Read Torchwood Long Time Dead Online
Authors: Unknown
'Shouldn't be that difficult,' Mr Black cut in.
'She's pregnant, after all. At some point, she's
going to be ready to push it out. She'll need medical
care then.'
'And what about the items that have been
recovered? Do we have any buyers for those yet?'
'We're weighing up the options,' Mr Black
said. 'There are obviously security issues with
buyer choice.' He nodded at a man and woman
seated opposite. 'MI5 and MI6 are exploring the
bidders.'
'The PM would like that hurried along. We're
in a recession, and there's only so many cutbacks
we can make before the cut is going to be running
along our political throat, as it were. There's only so
much we can blame the jobless scrounger element
of society for. Soon it will be the jobseekers losing
their allowances. We need a cash injection and
quickly. The Americans seem the obvious choice
as far as we can see.'
'Rich and stupid?'
'Something like that. Just make it happen and
quickly.'
Mr Black's phone rang and he answered it. No
one questioned him. As he listened, he peered out
of the Westminster window. The sky was grey
and rain smeared the glass. Down below, people
scurried here and there through London's streets.
Cardiff seemed a million miles away.
Thank you.' He ended the call. All eyes at the
table stared at him.
The situation in Cardiff is apparently somewhat
worse than we originally thought. The men on the
ground there are attempting to control it and we'll
know shortly if they have. If they fail, however, we
may need to consider more drastic action.'
'More drastic?' It was the head of MI6 that
asked the question first.
Mr Black thought of the bustling city that had
the misfortune to have been built below the Rift.
'Nuclear, in fact,' he said. 'We may need to destroy
the city. Before whatever is happening there
destroys the entire world.'
There was a long pause, during which time Mr
Black sipped his coffee. Finally, the man at the
head of the table, who had paled quite significantly
since snapping at them for order, swallowed hard.

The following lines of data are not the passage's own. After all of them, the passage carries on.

//! Projector display model.
//!
//! Matrices follow glam's column-vector convention: a world point `p`
//! reaches clip space as `projection * view * p`. Row `i`, column `j` of the
//! conventional row-major layout is `to_cols_array_2d()[j][i]`.

use glam::{DMat4, DVec2, DVec3, DVec4};

use crate::calibration::{CameraMatrix, Rotation};

/// Camera-to-clip matrix for a pinhole with intrinsics `camera` at
/// `width` x `height`. Display Y points down, so the Y focal term is negated.
pub fn make_projection_matrix(camera: &CameraMatrix, width: u32, height: u32) -> DMat4 {
    let (w, h) = (width as f64, height as f64);
    let base = DMat4::from_cols(
        DVec4::new(2.0 * camera.fx / w, 0.0, 0.0, 0.0),
        DVec4::new(0.0, -2.0 * camera.fy / h, 0.0, 0.0),
        DVec4::new(0.0, 0.0, 1.0, 1.0),
        DVec4::ZERO,
    );
    let lens_offset = DVec3::new(2.0 * camera.px / w - 1.0, 1.0 - 2.0 * camera.py / h, 0.0);
    DMat4::from_translation(lens_offset) * base
}

/// Rigid world-to-view transform.
pub fn make_matrix(rotation: Rotation, translation: DVec3) -> DMat4 {
    let r = rotation.to_mat3();
    DMat4::from_cols(
        r.x_axis.extend(0.0),
        r.y_axis.extend(0.0),
        r.z_axis.extend(0.0),
        translation.extend(1.0),
    )
}

/// The view and projection a renderer uses to draw registered content.
#[derive(Debug, Clone, Copy, PartialEq)]
pub struct ProjectorView {
    pub width: u32,
    pub height: u32,
    pub projection: DMat4,
    pub view: DMat4,
}

impl ProjectorView {
    pub fn new(width: u32, height: u32) -> Self {
        Self {
            width,
            height,
            projection: DMat4::IDENTITY,
            view: DMat4::IDENTITY,
        }
    }

    pub fn set_projection(&mut self, projection: DMat4) {
        self.projection = projection;
    }

    pub fn set_view(&mut self, view: DMat4) {
        self.view = view;
    }

    /// Map a world point to display pixels. `None` for points on the
    /// projector's focal plane.
    pub fn world_to_screen(&self, world: DVec3) -> Option<DVec2> {
        let clip = self.projection * self.view * world.extend(1.0);
        if clip.w.abs() < 1e-12 {
            return None;
        }
        let ndc = clip.truncate() / clip.w;
        Some(DVec2::new(
            (ndc.x + 1.0) * self.width as f64 / 2.0,
            (1.0 - ndc.y) * self.height as f64 / 2.0,
        ))
    }
}

#[cfg(test)]
mod tests {
    use super::*;
    use crate::calibration::Pose;
    use glam::{DMat3, DQuat};

    #[test]
    fn test_projection_matrix_entries() {
        let camera = CameraMatrix::new(1000.0, 1000.0, 512.0, 384.0);
        let m = make_projection_matrix(&camera, 1024, 768).to_cols_array_2d();

        assert!((m[0][0] - 1.953125).abs() < 1e-9);
        assert!((m[1][1] + 2.604166).abs() < 1e-5);
        assert_eq!(m[2][3], 1.0);
        assert_eq!(m[3][3], 0.0);
        // Centred principal point: no lens shift.
        assert_eq!(m[2][0], 0.0);
        assert_eq!(m[2][1], 0.0);
    }

    #[test]
    fn test_pose_matrix_layout() {
        let rotation = DMat3::from_quat(DQuat::from_rotation_z(0.3));
        let m = make_matrix(Rotation::Matrix(rotation), DVec3::new(1.0, 2.0, 3.0));
        let rows = m.to_cols_array_2d();

        // Bottom row of the row-major form carries the translation.
        assert_eq!(rows[3][0], 1.0);
        assert_eq!(rows[3][1], 2.0);
        assert_eq!(rows[3][2], 3.0);
        assert_eq!(rows[3][3], 1.0);
        // Upper-left block is the transposed rotation in that layout.
        assert_eq!(rows[0][1], rotation.x_axis.y);
        assert_eq!(rows[1][0], rotation.y_axis.x);
    }

    #[test]
    fn test_axis_angle_matches_matrix() {
        let rvec = DVec3::new(0.2, -0.1, 0.05);
        let t = DVec3::new(5.0, 0.0, 900.0);
        let a = make_matrix(Rotation::AxisAngle(rvec), t);
        let b = make_matrix(Rotation::Matrix(Pose::from_rotation_vector(rvec, t).rotation), t);
        assert!(a.abs_diff_eq(b, 1e-12));
    }

    #[test]
    fn test_world_to_screen_matches_pinhole() {
        let camera = CameraMatrix::new(1400.0, 1350.0, 500.0, 650.0);
        let pose = Pose::from_rotation_vector(DVec3::new(0.1, 0.2, -0.05), DVec3::new(30.0, -20.0, 1000.0));

        let mut view = ProjectorView::new(1024, 768);
        view.set_projection(make_projection_matrix(&camera, 1024, 768));
        view.set_view(make_matrix(Rotation::Matrix(pose.rotation), pose.translation));

        for world in [DVec3::ZERO, DVec3::new(100.0, 50.0, 20.0), DVec3::new(-200.0, 120.0, -40.0)] {
            let screen = view.world_to_screen(world).unwrap();
            let expected = camera.project(&pose, world);
            assert!((screen - expected).length() < 1e-6, "{screen} vs {expected}");
        }
    }

    #[test]
    fn test_focal_plane_has_no_screen_point() {
        let mut view = ProjectorView::new(640, 480);
        view.set_projection(make_projection_matrix(&CameraMatrix::new(500.0, 500.0, 320.0, 240.0), 640, 480));
        assert!(view.world_to_screen(DVec3::new(1.0, 1.0, 0.0)).is_none());
    }
}
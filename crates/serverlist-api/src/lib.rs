// serverlist-api: clients for game server principals, HTTP browse APIs and
// the external query tools the lister shells out to

pub mod dns;
pub mod error;
pub mod http;
pub mod principal;
pub mod tools;
pub mod transport;

pub use dns::resolve_host;
pub use error::Error;
pub use http::{HttpClient, Lookup};
pub use principal::RawServer;
pub use transport::TransportConfig;
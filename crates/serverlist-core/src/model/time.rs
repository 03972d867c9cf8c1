// ── Timestamp helpers ──
//
// List files written by older tool versions use Python-style ISO 8601
// timestamps with an explicit offset, sometimes without one, and both `null`
// and `""` for "never". Everything is normalised to UTC on load and written
// back with microsecond precision and a `+00:00` offset.

use chrono::{DateTime, NaiveDateTime, SecondsFormat, TimeDelta, Utc};
use serde::{Deserialize, Deserializer, Serializer};

/// The fallback for records that never stored a last-seen timestamp.
pub const EPOCH: DateTime<Utc> = DateTime::<Utc>::UNIX_EPOCH;

/// Convert a TTL given in (fractional) hours.
///
/// Negative or non-finite input yields zero; absurdly large input saturates.
pub fn hours(hours: f64) -> TimeDelta {
    let secs = (hours * 3600.0).max(0.0);
    std::time::Duration::try_from_secs_f64(secs)
        .ok()
        .and_then(|d| TimeDelta::from_std(d).ok())
        .unwrap_or(if secs > 0.0 { TimeDelta::MAX } else { TimeDelta::zero() })
}

/// `true` once `at + ttl` lies in the past relative to `now`.
pub fn is_expired(at: DateTime<Utc>, ttl: TimeDelta, now: DateTime<Utc>) -> bool {
    at.checked_add_signed(ttl).is_some_and(|deadline| now > deadline)
}

pub fn parse(raw: &str) -> Option<DateTime<Utc>> {
    let raw = raw.trim();
    if raw.is_empty() {
        return None;
    }
    if let Ok(dt) = DateTime::parse_from_rfc3339(raw) {
        return Some(dt.with_timezone(&Utc));
    }
    NaiveDateTime::parse_from_str(raw, "%Y-%m-%dT%H:%M:%S%.f")
        .ok()
        .map(|naive| naive.and_utc())
}

pub fn format(dt: &DateTime<Utc>) -> String {
    dt.to_rfc3339_opts(SecondsFormat::Micros, false)
}

// ── serde adapters ──────────────────────────────────────────────────

pub fn serialize<S: Serializer>(dt: &DateTime<Utc>, serializer: S) -> Result<S::Ok, S::Error> {
    serializer.serialize_str(&format(dt))
}

pub fn serialize_opt<S: Serializer>(
    dt: &Option<DateTime<Utc>>,
    serializer: S,
) -> Result<S::Ok, S::Error> {
    match dt {
        Some(dt) => serializer.serialize_str(&format(dt)),
        None => serializer.serialize_none(),
    }
}

/// Required timestamp; a malformed value fails the record.
pub fn deserialize<'de, D: Deserializer<'de>>(deserializer: D) -> Result<DateTime<Utc>, D::Error> {
    let raw = String::deserialize(deserializer)?;
    parse(&raw).ok_or_else(|| serde::de::Error::custom(format!("invalid timestamp {raw:?}")))
}

/// `null` or `""` load as absent.
pub fn deserialize_opt<'de, D: Deserializer<'de>>(
    deserializer: D,
) -> Result<Option<DateTime<Utc>>, D::Error> {
    match Option::<String>::deserialize(deserializer)? {
        None => Ok(None),
        Some(raw) if raw.trim().is_empty() => Ok(None),
        Some(raw) => parse(&raw)
            .map(Some)
            .ok_or_else(|| serde::de::Error::custom(format!("invalid timestamp {raw:?}"))),
    }
}

/// Absent or `null` loads as [`EPOCH`].
pub fn deserialize_or_epoch<'de, D: Deserializer<'de>>(
    deserializer: D,
) -> Result<DateTime<Utc>, D::Error> {
    Ok(deserialize_opt(deserializer)?.unwrap_or(EPOCH))
}

pub fn epoch() -> DateTime<Utc> {
    EPOCH
}
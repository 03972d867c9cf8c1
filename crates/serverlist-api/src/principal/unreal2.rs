// Unreal Engine 2 principal (master server) and server info queries
//
// The principal speaks a framed TCP protocol: every message is a u32 LE
// length followed by the payload. Strings are Unreal `FString`s, a compact
// index length (including the terminating NUL) followed by the bytes. A
// negative length marks a UCS-2 string.

use std::net::Ipv4Addr;
use std::time::Duration;

use bytes::{Buf, BufMut};
use md5::{Digest, Md5};
use secrecy::{ExposeSecret, SecretString};
use tokio::io::{AsyncReadExt, AsyncWriteExt};
use tokio::net::TcpStream;
use tracing::{debug, trace};

use super::{RawServer, udp_exchange, within};
use crate::error::Error;

const MAX_FRAME: u32 = 64 * 1024;
const APPROVED: &str = "APPROVED";
const VERIFIED: &str = "VERIFIED";
const LANGUAGE: &str = "int";
const INFO_REQUEST: &[u8] = b"\x79\x00\x00\x00\x00";

/// How the client identifies itself during the handshake.
#[derive(Debug, Clone, Copy, PartialEq, Eq)]
pub struct ClientIdentity {
    pub name: &'static str,
    pub version: u32,
}

impl ClientIdentity {
    pub const UT2003: Self = Self {
        name: "UT2K3CLIENT",
        version: 2225,
    };
    pub const UT2004: Self = Self {
        name: "UT2K4CLIENT",
        version: 3369,
    };
}

#[derive(Debug, Clone)]
pub struct Unreal2Principal {
    host: String,
    port: u16,
    identity: ClientIdentity,
    cd_key: SecretString,
    timeout: Duration,
}

impl Unreal2Principal {
    pub fn new(
        host: impl Into<String>,
        port: u16,
        identity: ClientIdentity,
        cd_key: SecretString,
        timeout: Duration,
    ) -> Self {
        Self {
            host: host.into(),
            port,
            identity,
            cd_key,
            timeout,
        }
    }

    /// Authenticate and download the full server list.
    pub async fn get_servers(&self) -> Result<Vec<RawServer>, Error> {
        within(self.timeout, async {
            let mut stream = TcpStream::connect((self.host.as_str(), self.port)).await?;

            let challenge = read_frame(&mut stream).await?;
            let challenge = read_fstring(&mut challenge.as_slice())?;
            trace!(%challenge, "received principal challenge");

            write_frame(&mut stream, &self.auth_packet(&challenge)).await?;
            expect_reply(&mut stream, APPROVED).await?;

            let mut verification = Vec::new();
            verification.put_u32_le(0);
            write_frame(&mut stream, &verification).await?;
            expect_reply(&mut stream, VERIFIED).await?;

            // query type 0 (server list) with no filters
            write_frame(&mut stream, &[0, 0]).await?;
            let header = read_frame(&mut stream).await?;
            let mut header = header.as_slice();
            if header.remaining() < 4 {
                return Err(Error::protocol("truncated server list header"));
            }
            let count = header.get_u32_le();
            debug!(host = %self.host, count, "principal announced servers");

            let mut servers = Vec::new();
            for _ in 0..count {
                let entry = read_frame(&mut stream).await?;
                servers.push(parse_server_entry(&entry)?);
            }
            Ok(servers)
        })
        .await
    }

    fn auth_packet(&self, challenge: &str) -> Vec<u8> {
        let cd_key = self.cd_key.expose_secret();
        let mut packet = Vec::new();
        put_fstring(&mut packet, &md5_hex(cd_key));
        put_fstring(&mut packet, &md5_hex(&format!("{cd_key}{challenge}")));
        put_fstring(&mut packet, self.identity.name);
        packet.put_u32_le(self.identity.version);
        // platform: windows
        packet.put_u8(0);
        put_fstring(&mut packet, LANGUAGE);
        // gpu device id, gpu vendor id, cpu speed, cpu type
        packet.put_u32_le(0);
        packet.put_u32_le(0);
        packet.put_u32_le(0);
        packet.put_u8(0);
        packet
    }
}

fn md5_hex(input: &str) -> String {
    hex::encode(Md5::digest(input.as_bytes()))
}

async fn read_frame(stream: &mut TcpStream) -> Result<Vec<u8>, Error> {
    let len = stream.read_u32_le().await?;
    if len > MAX_FRAME {
        return Err(Error::protocol(format!("frame of {len} bytes exceeds limit")));
    }
    let mut payload = vec![0u8; usize::try_from(len).unwrap_or_default()];
    stream.read_exact(&mut payload).await?;
    Ok(payload)
}

async fn write_frame(stream: &mut TcpStream, payload: &[u8]) -> Result<(), Error> {
    let len = u32::try_from(payload.len()).map_err(|_| Error::protocol("frame too large"))?;
    stream.write_u32_le(len).await?;
    stream.write_all(payload).await?;
    Ok(())
}

async fn expect_reply(stream: &mut TcpStream, expected: &str) -> Result<(), Error> {
    let frame = read_frame(stream).await?;
    let reply = read_fstring(&mut frame.as_slice())?;
    if reply == expected {
        Ok(())
    } else {
        Err(Error::protocol(format!(
            "principal replied {reply:?}, expected {expected}"
        )))
    }
}

/// Parse one server entry: IPv4 in network order, game port and query port
/// (both u16 LE), followed by name/map/game type strings we do not need.
pub fn parse_server_entry(entry: &[u8]) -> Result<RawServer, Error> {
    let mut rest = entry;
    if rest.remaining() < 8 {
        return Err(Error::protocol("truncated server entry"));
    }
    let ip = Ipv4Addr::new(rest.get_u8(), rest.get_u8(), rest.get_u8(), rest.get_u8());
    let game_port = rest.get_u16_le();
    let query_port = rest.get_u16_le();
    Ok(RawServer {
        ip,
        query_port,
        game_port: Some(game_port),
    })
}

/// Ask a server for its basic info. Any reply means the server is up.
pub async fn query_info(ip: &str, port: u16, timeout: Duration) -> Result<Vec<u8>, Error> {
    let reply = udp_exchange(ip, port, INFO_REQUEST, timeout).await?;
    if reply.is_empty() {
        return Err(Error::protocol("empty info reply"));
    }
    Ok(reply)
}

// ── FString codec ───────────────────────────────────────────────────

pub fn put_compact_index(buf: &mut Vec<u8>, value: i32) {
    let mut magnitude = value.unsigned_abs();
    let mut first = u8::try_from(magnitude & 0x3f).unwrap_or_default();
    if value < 0 {
        first |= 0x80;
    }
    magnitude >>= 6;
    if magnitude > 0 {
        first |= 0x40;
    }
    buf.put_u8(first);
    while magnitude > 0 {
        let mut byte = u8::try_from(magnitude & 0x7f).unwrap_or_default();
        magnitude >>= 7;
        if magnitude > 0 {
            byte |= 0x80;
        }
        buf.put_u8(byte);
    }
}

pub fn read_compact_index(buf: &mut &[u8]) -> Result<i32, Error> {
    let truncated = || Error::protocol("truncated compact index");
    if !buf.has_remaining() {
        return Err(truncated());
    }
    let first = buf.get_u8();
    let negative = first & 0x80 != 0;
    let mut value = u32::from(first & 0x3f);
    let mut more = first & 0x40 != 0;
    let mut shift = 6;
    while more {
        if !buf.has_remaining() || shift > 27 {
            return Err(truncated());
        }
        let byte = buf.get_u8();
        value |= u32::from(byte & 0x7f) << shift;
        more = byte & 0x80 != 0;
        shift += 7;
    }
    let value =
        i32::try_from(value).map_err(|_| Error::protocol("compact index out of range"))?;
    Ok(if negative { -value } else { value })
}

pub fn put_fstring(buf: &mut Vec<u8>, value: &str) {
    let len = i32::try_from(value.len() + 1).unwrap_or(i32::MAX);
    put_compact_index(buf, len);
    buf.put_slice(value.as_bytes());
    buf.put_u8(0);
}

pub fn read_fstring(buf: &mut &[u8]) -> Result<String, Error> {
    let len = read_compact_index(buf)?;
    let truncated = || Error::protocol("truncated string");
    let chars = usize::try_from(len.unsigned_abs()).map_err(|_| truncated())?;

    if len < 0 {
        let byte_len = chars * 2;
        if buf.remaining() < byte_len {
            return Err(truncated());
        }
        let units: Vec<u16> = (0..chars).map(|_| buf.get_u16_le()).collect();
        let text = String::from_utf16_lossy(&units);
        return Ok(text.trim_end_matches('\0').to_owned());
    }

    let data = *buf;
    if data.len() < chars {
        return Err(truncated());
    }
    let (head, tail) = data.split_at(chars);
    let text = String::from_utf8_lossy(head)
        .trim_end_matches('\0')
        .to_owned();
    *buf = tail;
    Ok(text)
}

#[cfg(test)]
#[allow(clippy::unwrap_used)]
mod tests {
    use super::*;
    use tokio::net::TcpListener;

    #[test]
    fn compact_index_boundaries() {
        for value in [0, 1, 63, 64, 8191, 8192, 1_000_000, -1, -64, i32::MAX] {
            let mut buf = Vec::new();
            put_compact_index(&mut buf, value);
            let mut slice = buf.as_slice();
            assert_eq!(read_compact_index(&mut slice).unwrap(), value, "value {value}");
            assert!(slice.is_empty());
        }
    }

    #[test]
    fn small_compact_index_is_one_byte() {
        let mut buf = Vec::new();
        put_compact_index(&mut buf, 9);
        assert_eq!(buf, [9]);
    }

    #[test]
    fn fstring_includes_terminator() {
        let mut buf = Vec::new();
        put_fstring(&mut buf, "int");
        assert_eq!(buf, b"\x04int\0");
        assert_eq!(read_fstring(&mut buf.as_slice()).unwrap(), "int");
    }

    #[test]
    fn reads_ucs2_fstring() {
        let mut buf = Vec::new();
        put_compact_index(&mut buf, -3);
        buf.extend_from_slice(&[b'h', 0, b'i', 0, 0, 0]);
        assert_eq!(read_fstring(&mut buf.as_slice()).unwrap(), "hi");
    }

    #[test]
    fn truncated_fstring_is_rejected() {
        assert!(read_fstring(&mut &b"\x0aabc"[..]).is_err());
    }

    #[test]
    fn parses_entry() {
        let mut entry = vec![81, 169, 230, 12];
        entry.put_u16_le(7777);
        entry.put_u16_le(7778);
        put_fstring(&mut entry, "Some Server");
        let server = parse_server_entry(&entry).unwrap();
        assert_eq!(server.ip, Ipv4Addr::new(81, 169, 230, 12));
        assert_eq!(server.query_port, 7778);
        assert_eq!(server.game_port, Some(7777));
    }

    async fn send_fstring_frame(stream: &mut TcpStream, value: &str) {
        let mut payload = Vec::new();
        put_fstring(&mut payload, value);
        write_frame(stream, &payload).await.unwrap();
    }

    #[tokio::test]
    async fn handshake_and_list() {
        let listener = TcpListener::bind("127.0.0.1:0").await.unwrap();
        let port = listener.local_addr().unwrap().port();

        tokio::spawn(async move {
            let (mut stream, _) = listener.accept().await.unwrap();
            send_fstring_frame(&mut stream, "12345").await;

            let auth = read_frame(&mut stream).await.unwrap();
            let mut auth = auth.as_slice();
            assert_eq!(read_fstring(&mut auth).unwrap(), md5_hex("ABCDE"));
            assert_eq!(read_fstring(&mut auth).unwrap(), md5_hex("ABCDE12345"));
            assert_eq!(read_fstring(&mut auth).unwrap(), "UT2K4CLIENT");
            send_fstring_frame(&mut stream, APPROVED).await;

            read_frame(&mut stream).await.unwrap();
            send_fstring_frame(&mut stream, VERIFIED).await;

            read_frame(&mut stream).await.unwrap();
            let mut header = Vec::new();
            header.put_u32_le(1);
            header.put_u8(0);
            write_frame(&mut stream, &header).await.unwrap();

            let mut entry = vec![1, 2, 3, 4];
            entry.put_u16_le(7777);
            entry.put_u16_le(7778);
            write_frame(&mut stream, &entry).await.unwrap();
        });

        let principal = Unreal2Principal::new(
            "127.0.0.1",
            port,
            ClientIdentity::UT2004,
            SecretString::from("ABCDE".to_owned()),
            Duration::from_secs(2),
        );
        let servers = principal.get_servers().await.unwrap();
        assert_eq!(servers.len(), 1);
        assert_eq!(servers[0].query_port, 7778);
    }

    #[tokio::test]
    async fn rejected_key_is_protocol_error() {
        let listener = TcpListener::bind("127.0.0.1:0").await.unwrap();
        let port = listener.local_addr().unwrap().port();

        tokio::spawn(async move {
            let (mut stream, _) = listener.accept().await.unwrap();
            send_fstring_frame(&mut stream, "12345").await;
            read_frame(&mut stream).await.unwrap();
            send_fstring_frame(&mut stream, "DENIED").await;
        });

        let principal = Unreal2Principal::new(
            "127.0.0.1",
            port,
            ClientIdentity::UT2004,
            SecretString::from("bad".to_owned()),
            Duration::from_secs(2),
        );
        assert!(matches!(
            principal.get_servers().await,
            Err(Error::Protocol { .. })
        ));
    }
}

'I think we might need the PM himself for that
kind of go-ahead,' he said eventually.
Even with the gravity of the situation, Mr Black
had to fight a small smile.
He had followed the directions he'd been given and
worked his way carefully through the wreckage of
the Hub. Despite the portable fluorescent lamps
that hung here and there on collapsed masonry or
the remnants of walls, most of the site was filled
with an eerie darkness. Tom Cutler breathed
slowly and deeply to fight the rising panic that
constantly threatened to overwhelm him.
He'd never suffered from claustrophobia, and
nor was he particularly afraid of the dark - neither
of those would be good traits for a detective - but
down here it was almost as if the terrible blackness
Suzie was spreading had come to find him. He
knew that wasn't true - this was just ordinary
darkness - but in the quiet, with only his shuffling
movements and the occasional drip of water from
somewhere on site it was hard not to let the dread
inside take over. Instead he tried to picture the
place as it was when he had last been there.
As he passed under tumbling networks of
wires, he could almost see Ianto Jones standing
behind a workstation, a coffee in his hand, staring
up at a screen. Somewhere over there was Jack
Harkness's office and that mess of concrete over to
his right had collapsed into a cavernous hole that
might be the wreckage of the Boardroom where
he'd sat among them and planned how to trap
the alien that was murdering the best singers in
Wales.
How strange that they'd never mentioned
Suzie, he thought, as he picked his way down to
the next level of darkness in the bowels of the
building. But then they'd barely mentioned their
two colleagues who'd only just died. Was that how
it was for Torchwood? Always moving forward?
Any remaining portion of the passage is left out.